I think it'll make more sense once I get to more concrete examples in the book

but I get the idea of what you mean

@sick grail

So like this, where the universe just directly assigns meanings to each f, R, and c

the structure assigns meanings

yea sorry

a universe is just what the objects are, in this case they're natural numbers

the universe is just a set of objects, and the structure assigns the objects to the symbols of S

To the constants, not the function or relation symbols

• isn't a natural number, it's a binary function on the objects that we assign to f_0

hello, apologies if this is not the right channel to send this, but I have a problem: We are given a simple graph of n vertices and k edges and assign nonnegative values to each vertex. Alice gets to choose an edge, and Bob gets to plus 1 to one vertex and minus 1 to the other if it is possible to keep both nonnegative. Bob wins if he assigns values on the vertices of the simple graph such that no matter what Alice picks, Bob can make a move in order to always avoid Alice picking a edge with 0 at both ends. Find the smallest sum of the values of all vertices given a simple graph

refer to this image for simple graphs with small number of vertices:

for the top left one, it’s 0, and we shall refer the next one by going down and subsequently keep going right until we cannot find a graph in that row. The next one is 0 too, next is 1, next is 0, next is 1, next is 2, next is 3, (and for the four vertices I am but unsure but I think I double checked: 0, next is 1, next is 2, next is 2, next is 3, next is 3, next is 3, next is 4, next is 4, next is 5, and finally the last one is 6. from this alone, I conjectured that f(n,k) = k (aka the number of edges), but I don’t even know how to prove this. Maybe by induction, idk?

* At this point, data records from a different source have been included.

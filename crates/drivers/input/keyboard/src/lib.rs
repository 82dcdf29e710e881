//! TEXTOS Keyboard Driver
//!
//! Scancode set 1 decoding for the console keymap (letters, digits, space,
//! enter, and the keypad operator keys), plus the polled PS/2 port.
//!
//! The decoder is a pure function so it can be tested on the host:
//! `cargo test -p textos-driver-keyboard`

#![cfg_attr(not(test), no_std)]

mod ps2;

pub use ps2::Ps2Keyboard;

use textos_driver_traits::{Scancode, KEY_RELEASE};

/// Scancode set 1 key codes for keys with editing behavior
pub mod scancodes {
    pub const BACKSPACE: u8 = 0x0E;
    pub const ENTER: u8 = 0x1C;
    pub const SPACE: u8 = 0x39;
    pub const DELETE: u8 = 0x53;
}

/// A decoded key the input pipeline acts on
#[derive(Debug, Clone, Copy, PartialEq, Eq)]
pub enum Key {
    /// A printable character (lowercase letter, digit, space, operator)
    Char(u8),
    Enter,
    Backspace,
    Delete,
}

/// Scancode to character mapping for the console keymap.
/// Zero means the key produces no character.
static SCANCODE_TO_CHAR: [u8; 128] = [
    0,    0,    b'1', b'2', b'3', b'4', b'5', b'6',    // 0x00-0x07
    b'7', b'8', b'9', b'0', 0,    0,    0,    0,       // 0x08-0x0F
    b'q', b'w', b'e', b'r', b't', b'y', b'u', b'i',    // 0x10-0x17
    b'o', b'p', 0,    0,    0,    0,    b'a', b's',    // 0x18-0x1F
    b'd', b'f', b'g', b'h', b'j', b'k', b'l', 0,       // 0x20-0x27
    0,    0,    0,    0,    b'z', b'x', b'c', b'v',    // 0x28-0x2F
    b'b', b'n', b'm', 0,    0,    0,    0,    b'*',    // 0x30-0x37 (keypad *)
    0,    b' ', 0,    0,    0,    0,    0,    0,       // 0x38-0x3F
    0,    0,    0,    0,    0,    0,    0,    0,       // 0x40-0x47
    0,    0,    b'/', 0,    b'+', 0,    b'-', 0,       // 0x48-0x4F (keypad ops)
    0,    0,    0,    0,    0,    0,    0,    0,       // 0x50-0x57
    0,    0,    0,    0,    0,    0,    0,    0,       // 0x58-0x5F
    0,    0,    0,    0,    0,    0,    0,    0,       // 0x60-0x67
    0,    0,    0,    0,    0,    0,    0,    0,       // 0x68-0x6F
    0,    0,    0,    0,    0,    0,    0,    0,       // 0x70-0x77
    0,    0,    0,    0,    0,    0,    0,    0,       // 0x78-0x7F
];

/// Decode one raw scancode.
///
/// Key-release events (bit 7 set) and unmapped keys produce `None`.
pub fn decode(scancode: Scancode) -> Option<Key> {
    if scancode & KEY_RELEASE != 0 {
        return None;
    }
    match scancode {
        scancodes::ENTER => Some(Key::Enter),
        scancodes::BACKSPACE => Some(Key::Backspace),
        scancodes::DELETE => Some(Key::Delete),
        _ => match SCANCODE_TO_CHAR[scancode as usize] {
            0 => None,
            ch => Some(Key::Char(ch)),
        },
    }
}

Is this equivalent to smallest independent set?

Or, sorry largest independent set

You want the largest number of vertices to be 0, and the remaining ones to be 1

and also if no one knows a graph theory or other mathematical approach for this problem, at least it would be great if someone could write a program or python script for this problem :)). (for example the python script could be that we list the vertices a_i by their values and their interconnected edges as (a_x , a_y) for which we could test if Bob always wins due to problem conditions

I am sorry, what do you mean by this?

You want the smallest possible sum of all values on a simple graph where there is no edge with 0 on both ends right?

yes

And in that case, every vertex would either have 0 or 1 on it

And then since we want the smallest possible sum, we'd want as many vertices to have 0 on them as possible

Not necessarily, it can be nonnegative meaning it can be 2, 3, 4, etc.

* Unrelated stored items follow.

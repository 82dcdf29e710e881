//! TEXTOS kernel entry and run loop.
//!
//! The bootloader leaves the machine in long mode with low memory
//! identity-mapped and VGA text mode 3 active, then jumps to `_start`.
//! From there: serial debug port up, heap up, hardware facts probed once,
//! and the single-threaded shell loop runs until `shutdown`.

#![no_std]
#![no_main]

extern crate alloc;

use core::panic::PanicInfo;
use linked_list_allocator::LockedHeap;

use textos_arch::{cpu, serial, serial_println};
use textos_driver_keyboard::Ps2Keyboard;
use textos_driver_video::VgaText;
use textos_shell::{Exec, Session, SystemFacts};

#[global_allocator]
static ALLOCATOR: LockedHeap = LockedHeap::empty();

// Fixed heap region above the kernel image
const HEAP_START: usize = 0x300000;
const HEAP_SIZE: usize = 1024 * 1024; // 1 MiB

#[no_mangle]
pub extern "C" fn _start() -> ! {
    // Input is polled, not interrupt-driven; keep IRQs off for good.
    textos_arch::disable_interrupts();

    serial::SERIAL.lock().init();
    serial_println!("TEXTOS v0.1 booting...");

    unsafe {
        ALLOCATOR.lock().init(HEAP_START as *mut u8, HEAP_SIZE);
    }
    serial_println!("[mem] heap: {} KiB at {:#x}", HEAP_SIZE / 1024, HEAP_START);

    let facts = SystemFacts {
        cpu_vendor: cpu::vendor(),
        memory_kb: cpu::conventional_memory_kb(),
    };
    serial_println!("[cpu] vendor: {}", facts.vendor_str());
    serial_println!("[mem] conventional: {} KB", facts.memory_kb);

    let mut keyboard = Ps2Keyboard::new();
    let mut session = Session::new(VgaText::new(), facts);
    serial_println!("[con] console ready, entering shell loop");

    // One thread of control: redraw the banner, apply at most one key,
    // repeat. Command dispatch happens inside poll on enter.
    loop {
        session.draw_banner();
        if let Exec::Shutdown = session.poll(&mut keyboard) {
            break;
        }
    }

    serial_println!("[sys] shutdown requested, halting");
    textos_arch::halt_loop();
}

#[panic_handler]
fn panic(info: &PanicInfo) -> ! {
    serial_println!("KERNEL PANIC: {}", info);
    textos_arch::halt_loop();
}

well I mean depends on the graph

Uh

Then I'm not sure what you mean, like my understanding is if we have these two graphs

2 -- 3

0 -- 1

We would care more about the second one than the first, because the 2nd has a total sum of 1 while the 1st has a total sum of 5

Oh yes, that’s true. 0 — 1 is optimal for that graph

It makes sense that we only use 0’s and 1’s to minimise the sum, but is that necessarily optimal or correct for all graphs all the time? I see it happens a lot though

Well if all we care about is whether an edge has two 0s or not, then in any case we could use a 2 a 1 would work even better, right?

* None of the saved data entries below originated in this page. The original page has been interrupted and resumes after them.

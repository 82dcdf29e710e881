//! The console cursor model over a `TextSurface`

use alloc::string::String;

use textos_driver_traits::{TextSurface, COLS, GRID_SIZE};

use crate::color::Color;

/// Row where command input begins; the cursor wraps back here instead of
/// scrolling, leaving rows 0..3 for the splash banner.
pub const INPUT_START_ROW: usize = 3;

/// Active colors plus the splash banner configuration.
pub struct Theme {
    pub fg: Color,
    pub bg: Color,
    pub splash_fg: Color,
    pub banner: String,
}

impl Default for Theme {
    fn default() -> Self {
        Theme {
            fg: Color::White,
            bg: Color::Blue,
            splash_fg: Color::Yellow,
            banner: String::from("Welcome to TEXTOS!"),
        }
    }
}

/// The shared console: one linear cursor over the grid, every write under
/// the current theme unless a caller asks for an explicit color.
pub struct Console<S: TextSurface> {
    surface: S,
    cursor: usize,
    theme: Theme,
}

impl<S: TextSurface> Console<S> {
    pub fn new(surface: S) -> Self {
        Console {
            surface,
            cursor: INPUT_START_ROW * COLS,
            theme: Theme::default(),
        }
    }

    pub fn theme(&self) -> &Theme {
        &self.theme
    }

    pub fn surface(&self) -> &S {
        &self.surface
    }

    pub fn set_colors(&mut self, fg: Color, bg: Color) {
        self.theme.fg = fg;
        self.theme.bg = bg;
    }

    pub fn set_splash_fg(&mut self, fg: Color) {
        self.theme.splash_fg = fg;
    }

    /// Replace the banner text, bounded to one row.
    pub fn set_banner(&mut self, text: &str) {
        let mut banner = String::from(text);
        banner.truncate(COLS);
        self.theme.banner = banner;
    }

    /// Fill every cell with a blank under the current theme and park the
    /// cursor at the input start row.
    pub fn clear(&mut self) {
        let attr = Color::attr(self.theme.fg, self.theme.bg);
        for offset in 0..GRID_SIZE {
            self.surface.write_cell(offset, b' ', attr);
        }
        self.cursor = INPUT_START_ROW * COLS;
        self.surface.set_cursor(self.cursor);
    }

    /// Write a string starting at (row, col) under the current theme.
    ///
    /// Does not move the shared cursor. The caller keeps the text within
    /// the grid; cells past the end are dropped by the surface.
    pub fn print_at(&mut self, text: &str, row: usize, col: usize) {
        let attr = Color::attr(self.theme.fg, self.theme.bg);
        self.write_row(text, row, col, attr);
    }

    /// Like `print_at` but with an explicit foreground over the theme
    /// background.
    pub fn print_at_colored(&mut self, text: &str, row: usize, col: usize, fg: Color) {
        let attr = Color::attr(fg, self.theme.bg);
        self.write_row(text, row, col, attr);
    }

    fn write_row(&mut self, text: &str, row: usize, col: usize, attr: u8) {
        let mut offset = row * COLS + col;
        for &byte in text.as_bytes() {
            self.surface.write_cell(offset, byte, attr);
            offset += 1;
        }
    }

    /// Write one character at the cursor and advance it.
    ///
    /// Newline moves to column 0 of the next row. When the cursor would
    /// leave the grid it wraps back to the input start row; nothing
    /// scrolls. The hardware cursor is synchronized after every call.
    pub fn put_char(&mut self, ch: u8) {
        if ch == b'\n' {
            self.cursor = (self.cursor / COLS + 1) * COLS;
        } else {
            let attr = Color::attr(self.theme.fg, self.theme.bg);
            self.surface.write_cell(self.cursor, ch, attr);
            self.cursor += 1;
        }
        if self.cursor >= GRID_SIZE {
            self.cursor = INPUT_START_ROW * COLS;
        }
        self.surface.set_cursor(self.cursor);
    }

    /// Write a string through `put_char`.
    pub fn print(&mut self, text: &str) {
        for &byte in text.as_bytes() {
            self.put_char(byte);
        }
    }

    /// Write a string at the cursor in an explicit foreground color,
    /// advancing the cursor. This bypasses the theme foreground entirely.
    pub fn print_colored(&mut self, text: &str, fg: Color) {
        let attr = Color::attr(fg, self.theme.bg);
        for &byte in text.as_bytes() {
            if byte == b'\n' {
                self.cursor = (self.cursor / COLS + 1) * COLS;
            } else {
                self.surface.write_cell(self.cursor, byte, attr);
                self.cursor += 1;
            }
            if self.cursor >= GRID_SIZE {
                self.cursor = INPUT_START_ROW * COLS;
            }
        }
        self.surface.set_cursor(self.cursor);
    }

    /// Step the cursor back one cell and blank it with the given colors.
    /// No-op at offset zero.
    pub fn erase_back(&mut self, fg: Color, bg: Color) {
        if self.cursor == 0 {
            return;
        }
        self.cursor -= 1;
        self.surface.write_cell(self.cursor, b' ', Color::attr(fg, bg));
        self.surface.set_cursor(self.cursor);
    }

    /// Blank the cell under the cursor with the given colors without
    /// moving the cursor.
    pub fn erase_at(&mut self, fg: Color, bg: Color) {
        self.surface.write_cell(self.cursor, b' ', Color::attr(fg, bg));
    }

    pub fn cursor(&self) -> usize {
        self.cursor
    }

    pub fn cursor_row(&self) -> usize {
        self.cursor / COLS
    }

    pub fn cursor_col(&self) -> usize {
        self.cursor % COLS
    }

    /// Park the cursor at column 0 of the given row.
    pub fn set_cursor_row(&mut self, row: usize) {
        self.cursor = (row * COLS).min(GRID_SIZE - COLS);
        self.surface.set_cursor(self.cursor);
    }

    /// Draw the splash banner centered on row 0 in the splash color.
    pub fn draw_banner(&mut self) {
        let attr = Color::attr(self.theme.splash_fg, self.theme.bg);
        let len = self.theme.banner.len().min(COLS);
        let col = (COLS - len) / 2;
        for (i, &byte) in self.theme.banner.as_bytes()[..len].iter().enumerate() {
            self.surface.write_cell(col + i, byte, attr);
        }
    }

    /// Paint a `height` x `width` rectangle of `glyph` from the origin.
    /// Dimensions are clamped to the grid.
    pub fn fill_rect(&mut self, glyph: u8, fg: Color, bg: Color, height: usize, width: usize) {
        let attr = Color::attr(fg, bg);
        let height = height.min(textos_driver_traits::ROWS);
        let width = width.min(COLS);
        for row in 0..height {
            for col in 0..width {
                self.surface.write_cell(row * COLS + col, glyph, attr);
            }
        }
    }
}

yeah, if you are talking about that graph, ofc 2 — 1 is better than 2 — 3. In fact 0 — 1 is the best we can do

So then the only things we'd want on our graphs are 0s and 1s right?

And we'd want as many 0s as possible on the graph, without any of them being connected to any other

How can you prove that this works for every graph, especially one with a big number of vertices? Like I get your intuition, but I found cases where it might not be true

Uhhh

like for a 4 vertex complete graph, we can assign each vertex to be 1, 1, 1, 3 which is minimal?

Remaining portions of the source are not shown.